Get Strategic with the 60-40 Allocation with "NTSX" ETF

If investors are looking for the markets to rebound or want to position their portfolios for the future with the traditional 60-40 equities and bond exposure, it pays to get strategic. One fund to achieve this goal is the WisdomTree 90/60 U.S. Balanced Fund (NTSX).

There’s been a lot of market experts denouncing the use of the 60-40 bond allocation in the extended bull run with such strategies as an 80% equities allocation paired with a 20% fixed income allocation touted as more ideal. However, given the market performance of equities and bonds during this coronavirus-laden market the past month, investors might want to rethink the 60-40 strategy.

In essence, good things take time and a 60-40 strategy could win out in the long run.

“No investment strategy is perfect, and 60/40 may be more of a default choice than true asset allocation, but investors would be wise not to let the search for perfection convince them to throw away something good,” wrote financial columnist Chuck Jaffe. “For most time-tested, common-sense investment strategies, “the end” is not near. They won’t work all the time, but they will pay off in due time.”
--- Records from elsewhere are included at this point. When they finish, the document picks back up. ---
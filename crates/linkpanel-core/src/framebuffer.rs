//! RAM framebuffer with change tracking.
//!
//! The render engine can draw straight into a panel driver, but drawing into
//! this buffer first lets the caller push only the changed rectangle to the
//! panel. The buffer also records the bounding box of every write, which is
//! what the render tests use to check how much of the screen a pass touched.

use alloc::vec;
use alloc::vec::Vec;
use core::convert::Infallible;

use embedded_graphics::pixelcolor::Rgb565;
use embedded_graphics::prelude::*;
use embedded_graphics::primitives::Rectangle;
use log::trace;

use crate::ui::{DISPLAY_HEIGHT_PX, DISPLAY_WIDTH_PX};

const WIDTH: usize = DISPLAY_WIDTH_PX as usize;
const HEIGHT: usize = DISPLAY_HEIGHT_PX as usize;

/// Inclusive pixel bounding box
#[derive(Debug, Clone, Copy, PartialEq, Eq)]
struct Bounds {
    min_x: usize,
    min_y: usize,
    max_x: usize,
    max_y: usize,
}

impl Bounds {
    fn point(x: usize, y: usize) -> Self {
        Self {
            min_x: x,
            min_y: y,
            max_x: x,
            max_y: y,
        }
    }

    fn include(this: &mut Option<Self>, x: usize, y: usize) {
        match this {
            Some(b) => {
                b.min_x = b.min_x.min(x);
                b.min_y = b.min_y.min(y);
                b.max_x = b.max_x.max(x);
                b.max_y = b.max_y.max(y);
            }
            None => *this = Some(Self::point(x, y)),
        }
    }

    fn width(&self) -> usize {
        self.max_x - self.min_x + 1
    }

    fn height(&self) -> usize {
        self.max_y - self.min_y + 1
    }

    fn to_rectangle(self) -> Rectangle {
        Rectangle::new(
            Point::new(self.min_x as i32, self.min_y as i32),
            Size::new(self.width() as u32, self.height() as u32),
        )
    }
}

/// 320x240 RGB565 buffer implementing `DrawTarget`.
pub struct FrameBuffer {
    pixels: Vec<Rgb565>,
    /// Pixels whose color changed since the last flush
    changed: Option<Bounds>,
    /// Pixels written (changed or not) since the last `take_written`
    written: Option<Bounds>,
}

impl Default for FrameBuffer {
    fn default() -> Self {
        Self::new()
    }
}

impl FrameBuffer {
    pub fn new() -> Self {
        Self {
            pixels: vec![Rgb565::BLACK; WIDTH * HEIGHT],
            changed: None,
            written: None,
        }
    }

    #[inline]
    fn put(&mut self, x: usize, y: usize, color: Rgb565) {
        Bounds::include(&mut self.written, x, y);
        let idx = y * WIDTH + x;
        if self.pixels[idx] != color {
            self.pixels[idx] = color;
            Bounds::include(&mut self.changed, x, y);
        }
    }

    /// Color at a point, `None` when off screen
    pub fn pixel(&self, point: Point) -> Option<Rgb565> {
        let (x, y) = (point.x, point.y);
        if x < 0 || y < 0 || x as usize >= WIDTH || y as usize >= HEIGHT {
            return None;
        }
        Some(self.pixels[y as usize * WIDTH + x as usize])
    }

    /// Number of pixels inside `area` with the given color
    pub fn count_color(&self, area: &Rectangle, color: Rgb565) -> usize {
        area.points()
            .filter(|p| self.pixel(*p) == Some(color))
            .count()
    }

    /// Bounding box of every write since the previous call, then reset.
    pub fn take_written(&mut self) -> Option<Rectangle> {
        self.written.take().map(Bounds::to_rectangle)
    }

    /// Bounding box of the pixels waiting to be flushed
    pub fn pending(&self) -> Option<Rectangle> {
        self.changed.map(Bounds::to_rectangle)
    }

    /// Send the changed region to `display` and reset the change tracking.
    ///
    /// A single `fill_contiguous` call covers the bounding box, which is one
    /// bus transaction on SPI panels. No-op when nothing changed.
    pub fn flush<D>(&mut self, display: &mut D) -> Result<(), D::Error>
    where
        D: DrawTarget<Color = Rgb565>,
    {
        let Some(bounds) = self.changed.take() else {
            return Ok(());
        };
        let area = bounds.to_rectangle();
        trace!("Flushing {:?}", area);

        let pixels = &self.pixels;
        let width = bounds.width();
        let colors = (bounds.min_y..=bounds.max_y).flat_map(move |y| {
            let start = y * WIDTH + bounds.min_x;
            pixels[start..start + width].iter().copied()
        });
        display.fill_contiguous(&area, colors)
    }

    /// Clip a rectangle to the screen as half-open pixel ranges
    fn clip(area: &Rectangle) -> (core::ops::Range<usize>, core::ops::Range<usize>) {
        let clamp = |v: i32, max: usize| (v.max(0) as usize).min(max);
        let x0 = clamp(area.top_left.x, WIDTH);
        let y0 = clamp(area.top_left.y, HEIGHT);
        let x1 = clamp(area.top_left.x.saturating_add(area.size.width as i32), WIDTH);
        let y1 = clamp(area.top_left.y.saturating_add(area.size.height as i32), HEIGHT);
        (x0..x1, y0..y1)
    }
}

impl OriginDimensions for FrameBuffer {
    fn size(&self) -> Size {
        Size::new(DISPLAY_WIDTH_PX, DISPLAY_HEIGHT_PX)
    }
}

impl DrawTarget for FrameBuffer {
    type Color = Rgb565;
    type Error = Infallible;

    fn draw_iter<I>(&mut self, pixels: I) -> Result<(), Self::Error>
    where
        I: IntoIterator<Item = Pixel<Self::Color>>,
    {
        for Pixel(point, color) in pixels {
            if point.x >= 0
                && point.y >= 0
                && (point.x as usize) < WIDTH
                && (point.y as usize) < HEIGHT
            {
                self.put(point.x as usize, point.y as usize, color);
            }
        }
        Ok(())
    }

    fn fill_contiguous<I>(&mut self, area: &Rectangle, colors: I) -> Result<(), Self::Error>
    where
        I: IntoIterator<Item = Self::Color>,
    {
        // Colors are laid out row-major over the unclipped area
        for (point, color) in area.points().zip(colors) {
            if point.x >= 0
                && point.y >= 0
                && (point.x as usize) < WIDTH
                && (point.y as usize) < HEIGHT
            {
                self.put(point.x as usize, point.y as usize, color);
            }
        }
        Ok(())
    }

    fn fill_solid(&mut self, area: &Rectangle, color: Self::Color) -> Result<(), Self::Error> {
        let (xs, ys) = Self::clip(area);
        for y in ys {
            for x in xs.clone() {
                self.put(x, y, color);
            }
        }
        Ok(())
    }

    fn clear(&mut self, color: Self::Color) -> Result<(), Self::Error> {
        self.fill_solid(&Rectangle::new(Point::zero(), self.size()), color)
    }
}

#[cfg(test)]
mod tests {
    use super::*;
    use embedded_graphics::primitives::{PrimitiveStyle, Rectangle};

    #[test]
    fn test_written_tracks_bounding_box() {
        let mut fb = FrameBuffer::new();
        Rectangle::new(Point::new(10, 20), Size::new(5, 4))
            .into_styled(PrimitiveStyle::with_fill(Rgb565::RED))
            .draw(&mut fb)
            .unwrap();
        assert_eq!(
            fb.take_written(),
            Some(Rectangle::new(Point::new(10, 20), Size::new(5, 4)))
        );
        assert_eq!(fb.take_written(), None);
    }

    #[test]
    fn test_rewriting_same_color_is_written_but_not_changed() {
        let mut fb = FrameBuffer::new();
        let area = Rectangle::new(Point::new(0, 0), Size::new(3, 3));
        fb.fill_solid(&area, Rgb565::BLACK).unwrap();
        assert_eq!(fb.take_written(), Some(area));
        assert_eq!(fb.pending(), None);
    }

    #[test]
    fn test_off_screen_pixels_are_ignored() {
        let mut fb = FrameBuffer::new();
        let area = Rectangle::new(Point::new(-5, 235), Size::new(10, 10));
        fb.fill_solid(&area, Rgb565::GREEN).unwrap();
        assert_eq!(
            fb.take_written(),
            Some(Rectangle::new(Point::new(0, 235), Size::new(5, 5)))
        );
        assert_eq!(fb.pixel(Point::new(4, 239)), Some(Rgb565::GREEN));
        assert_eq!(fb.pixel(Point::new(-1, 0)), None);
    }

    #[test]
    fn test_flush_sends_changed_region_once() {
        let mut fb = FrameBuffer::new();
        fb.fill_solid(&Rectangle::new(Point::new(2, 2), Size::new(2, 2)), Rgb565::BLUE)
            .unwrap();

        let mut mirror = FrameBuffer::new();
        fb.flush(&mut mirror).unwrap();
        assert_eq!(mirror.pixel(Point::new(3, 3)), Some(Rgb565::BLUE));
        assert_eq!(fb.pending(), None);

        mirror.take_written();
        fb.flush(&mut mirror).unwrap();
        assert_eq!(mirror.take_written(), None);
    }
}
Given that, NTSX takes the traditional 60-40 exposure and adds a bit of juice–1.5x leveraged exposure that is–in order to create a 90% allocation to equities coupled with a 60% allocation to bonds.

Fund facts:

  • Gain enhanced exposure to traditional 60% equity / 40% bond portfolios
  • Use to help boost capital efficiency in asset allocation allowing for increased exposure to non-core / diversifying investments
  • Use to help satisfy demand for overlay strategies that remain highly correlated to common portfolio benchmarks

“WisdomTree’s approach applies 1.5x accounting leverage to a traditional 60/40 portfolio to create exposure equal to 90% equities, 60% bonds,” a WisdomTree investment case noted. “This exposure is created by investing 90% of Fund assets in equities and 10% in short-term fixed income. The 60% bond exposure is achieved by overlaying Treasury futures contracts to achieve the net 90/60 target. Through this higher-efficiency portfolio, investors can devote a smaller percentage of their assets (66.6%) to core holdings while still achieving their desired exposure.

NTSX Chart

NTSX data by YCharts

“In addition to boosting capital efficiency, we also believe that 90/60 provides investors with the ability to enhance returns with noncore assets such as long/short equities, risk parity, CTAs or true alternatives,” the case added. “By deploying an overlay strategy to boost capital efficiency, a 90/60 strategy has the potential to enhance total returns while also helping dampen volatility via alternatives.”

There are also tax benefits to be derived from the NTSX strategy.

In thinking of other ways to improve on 60/40, we believe 90/60 could also boost returns via greater tax efficiency. This is primarily driven by gaining exposure to fixed income via futures contracts as opposed to cash bonds. In instances where fixed income total returns are primarily driven by interest income and held in taxable accounts, any income distributions are subject to withholding tax rates of up to 39.6%. By comparison, capital gains on Treasury futures contracts are taxed at 60% long-term, 40% short-term capital gains rates. We believe this tax advantage could be particularly important during periods of rising rates.